Pour contourner ce manque à gagner les chercheurs se sont tournés vers les étoiles : lancer des panneaux solaires dans l’espace permettrait de récupérer de l’énergie solaire 24h/24 toute l’année. Cette idée, digne d’un film de science fiction, avait déjà été explorée dans les années 1960 et 1970 par le Pentagone. Cependant à cette époque le concept était apparu économiquement infaisable quoique technologiquement envisageable. Mais voilà qu’il y a deux ans le Pentagon’s National Security Space Office (NSSO) ressort ce vieux dossier et publie un rapport de 75 pages sur une centrale solaire spatiale [3]. Depuis les ingénieurs ont construit un prototype expérimental, certes de petite taille, mais fonctionnel et produisant 20 Watts d’électricité à partir de cellules solaires situées à environ 150 km de la surface de la Terre.

Grâce à ces avancées importantes, produire de l’électricité à partir d’une centrale solaire spatiale est désormais possible. La vraie question maintenant est plutôt de savoir si les prix pourront concurrencer ceux de la production terrestre. Le Pentagone avait estimé que l’installation d’une plateforme expérimentale solaire en orbite coûterait 10 milliards de dollars pour une puissance produite de 10 Mégawatts, soit un prix beaucoup trop élevé pour une exploitation commerciale. Faisant fis de ces estimations, Solaren, une start-up composée de 10 vétérans de l’aéronautique et de l’industrie de la défense ont proposé de relever le défi. Ils n’ont pour le moment ni office, ni site web, seulement de grandes ambitions. Dans leur modèle technologique, le satellite sera doté de réflecteurs paraboliques pour concentrer les rayons du soleil sur les cellules solaires.
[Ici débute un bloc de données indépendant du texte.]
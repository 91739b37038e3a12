//! Registry of the provisioning step scripts.
//!
//! Every provisioning step a plan can reference is addressed by a stable
//! symbolic name here. The registry maps each step to its invocation path
//! under the well-known scripts directory and to its embedded payload; the
//! payload contents themselves are opaque provisioning material. Embedding
//! with `include_str!` makes a missing payload a build failure rather than
//! a runtime surprise.

/// Directory on the provisioned machine where all step scripts are staged.
pub const SCRIPTS_DIR: &str = "/capi-scripts";

/// A provisioning step script addressed by a stable symbolic name.
#[derive(Debug, Clone, Copy, PartialEq, Eq, Hash)]
pub enum Script {
    /// Configure HTTP/HTTPS proxy credentials for the snap store
    ConfigureSnapstoreHttpProxy,
    /// Point the snap client at a snap store proxy
    ConfigureSnapstoreProxy,
    /// Disable containerd/kubelet services shipped with the host image
    DisableHostServices,
    /// Install the snapk8s snap at a resolved channel
    InstallSnapK8s,
    /// Redirect the apiserver port and converge its arguments
    ConfigureApiserver,
    /// Toggle IP-in-IP encapsulation for the Calico overlay
    ConfigureCalicoIpip,
    /// Change the cluster agent port
    ConfigureClusterAgentPort,
    /// Configure proxy environment for containerd
    ConfigureContainerdProxy,
    /// Change the dqlite port
    ConfigureDqlitePort,
    /// Apply kubelet defaults and extra arguments
    ConfigureKubelet,
    /// Add the load balancer endpoint to the server certificate SANs
    ConfigureCertForLb,
    /// Enable a list of snapk8s addons
    EnableAddons,
    /// Join the node to an existing cluster
    Join,
    /// Block until the local apiserver answers
    WaitApiserver,
}

impl Script {
    /// All registered scripts, staged as write-files by every plan.
    pub const ALL: [Script; 14] = [
        Script::ConfigureSnapstoreHttpProxy,
        Script::ConfigureSnapstoreProxy,
        Script::DisableHostServices,
        Script::InstallSnapK8s,
        Script::ConfigureApiserver,
        Script::ConfigureCalicoIpip,
        Script::ConfigureClusterAgentPort,
        Script::ConfigureContainerdProxy,
        Script::ConfigureDqlitePort,
        Script::ConfigureKubelet,
        Script::ConfigureCertForLb,
        Script::EnableAddons,
        Script::Join,
        Script::WaitApiserver,
    ];

    /// File name of the script. The numeric prefix reflects the rough phase
    /// in which the step runs and is part of the external contract.
    #[must_use]
    pub fn name(self) -> &'static str {
        match self {
            Script::ConfigureSnapstoreHttpProxy => "00-configure-snapstore-http-proxy.sh",
            Script::ConfigureSnapstoreProxy => "00-configure-snapstore-proxy.sh",
            Script::DisableHostServices => "00-disable-host-services.sh",
            Script::InstallSnapK8s => "00-install-snapk8s.sh",
            Script::ConfigureApiserver => "10-configure-apiserver.sh",
            Script::ConfigureCalicoIpip => "10-configure-calico-ipip.sh",
            Script::ConfigureClusterAgentPort => "10-configure-cluster-agent-port.sh",
            Script::ConfigureContainerdProxy => "10-configure-containerd-proxy.sh",
            Script::ConfigureDqlitePort => "10-configure-dqlite-port.sh",
            Script::ConfigureKubelet => "10-configure-kubelet.sh",
            Script::ConfigureCertForLb => "10-configure-cert-for-lb.sh",
            Script::EnableAddons => "20-snapk8s-enable.sh",
            Script::Join => "20-snapk8s-join.sh",
            Script::WaitApiserver => "50-wait-apiserver.sh",
        }
    }

    /// Invocation path of the script on the provisioned machine.
    #[must_use]
    pub fn path(self) -> String {
        format!("{SCRIPTS_DIR}/{}", self.name())
    }

    /// Embedded payload of the script.
    #[must_use]
    pub fn content(self) -> &'static str {
        match self {
            Script::ConfigureSnapstoreHttpProxy => {
                include_str!("scripts/00-configure-snapstore-http-proxy.sh")
            }
            Script::ConfigureSnapstoreProxy => {
                include_str!("scripts/00-configure-snapstore-proxy.sh")
            }
            Script::DisableHostServices => include_str!("scripts/00-disable-host-services.sh"),
            Script::InstallSnapK8s => include_str!("scripts/00-install-snapk8s.sh"),
            Script::ConfigureApiserver => include_str!("scripts/10-configure-apiserver.sh"),
            Script::ConfigureCalicoIpip => include_str!("scripts/10-configure-calico-ipip.sh"),
            Script::ConfigureClusterAgentPort => {
                include_str!("scripts/10-configure-cluster-agent-port.sh")
            }
            Script::ConfigureContainerdProxy => {
                include_str!("scripts/10-configure-containerd-proxy.sh")
            }
            Script::ConfigureDqlitePort => include_str!("scripts/10-configure-dqlite-port.sh"),
            Script::ConfigureKubelet => include_str!("scripts/10-configure-kubelet.sh"),
            Script::ConfigureCertForLb => include_str!("scripts/10-configure-cert-for-lb.sh"),
            Script::EnableAddons => include_str!("scripts/20-snapk8s-enable.sh"),
            Script::Join => include_str!("scripts/20-snapk8s-join.sh"),
            Script::WaitApiserver => include_str!("scripts/50-wait-apiserver.sh"),
        }
    }
}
Il en résultera un rayon électromagnétique qui sera envoyé sur la surface terrestre, réceptionné ensuite par une antenne d’une surface d’un kilomètre carré, puis converti en électricité [4]. Le coût total de l’installation prévu est de 2 milliards de dollars soit 5 fois moins que l’estimation du Pentagone. La compagnie espère réaliser ce tour de force en réduisant le nombre de lancements de satellites, soit une part importante du budget.

Cependant de sérieux doutes subsistent sur la faisabilité du projet, dont les principales raisons sont d’ordre technologique. Solaren prévoit de lancer une série de gros satellites dans l’espace, utilisant des robots pour assembler les cellules solaires, qui, une fois installées, transmettront l’énergie solaire à plus de 35500 km de la Terre. Cette technologie ne semble pas être encore complètement maîtrisée, et pourrait accuser des retards importants pour sa mise en fonction. Certains, comme sur le forum "transterrestrial musings" [5], pensent également que l’installation nécessiterait au moins 12 lancements dans l’espace et non 4 comme la start-up le prévoit, ce qui augmenterait énormément les dépenses et rendrait le projet non économiquement viable. Michael Peevey president de la California Public Utilities Comission, partisan du projet, ne cache pas non plus ses craintes. "Je serai le premier à admettre que notre objectif peut dépasser nos compétences dans cette affaire. Mais pour citer le poète Robert Browning, ’les objectifs d’un homme devraient dépasser ses connaissances ou a quoi sert le paradis ?’". Quant à Martin Hoffert, un physicien de l’université de New York, il estime que ce programme devrait être du ressort de la NASA et non d’une compagnie privée. S’ajoute enfin à tout ceci des craintes sur les risques de santé liés aux rayons électromagnétiques envoyés sur Terre. Selon des experts [6], il n’y aurait pas plus de dangers que ceux liés aux téléphones portables ou aux réseaux sans fil, un sujet qui à mon sens fait encore débat.

Choisissant de soutenir ce pari risqué, Pacific Gas&Electric (PG&E), un des plus importants fournisseurs d’électricité en Californie, a décidé de signer un contrat, le printemps dernier, avec Solaren. Il a en effet promis de racheter l’ensemble de la production de ce dernier qui devrait être de 200 mégawatts, soit la moitié de la quantité d’électricité produit en moyenne par une centrale au charbon. Selon les prévisions, les premiers panneaux solaires seront envoyés dans l’espace d’ici 2016. Pourquoi PG&E s’implique dans un tel projet ? Selon un décret passé en Californie, 20% de la production d’énergie devrait, fin 2010, provenir de sources renouvelables. Or, a l’heure actuelle, le niveau atteint par PG&E n’est seulement que de 14%, incluant la géothermie et la biomasse.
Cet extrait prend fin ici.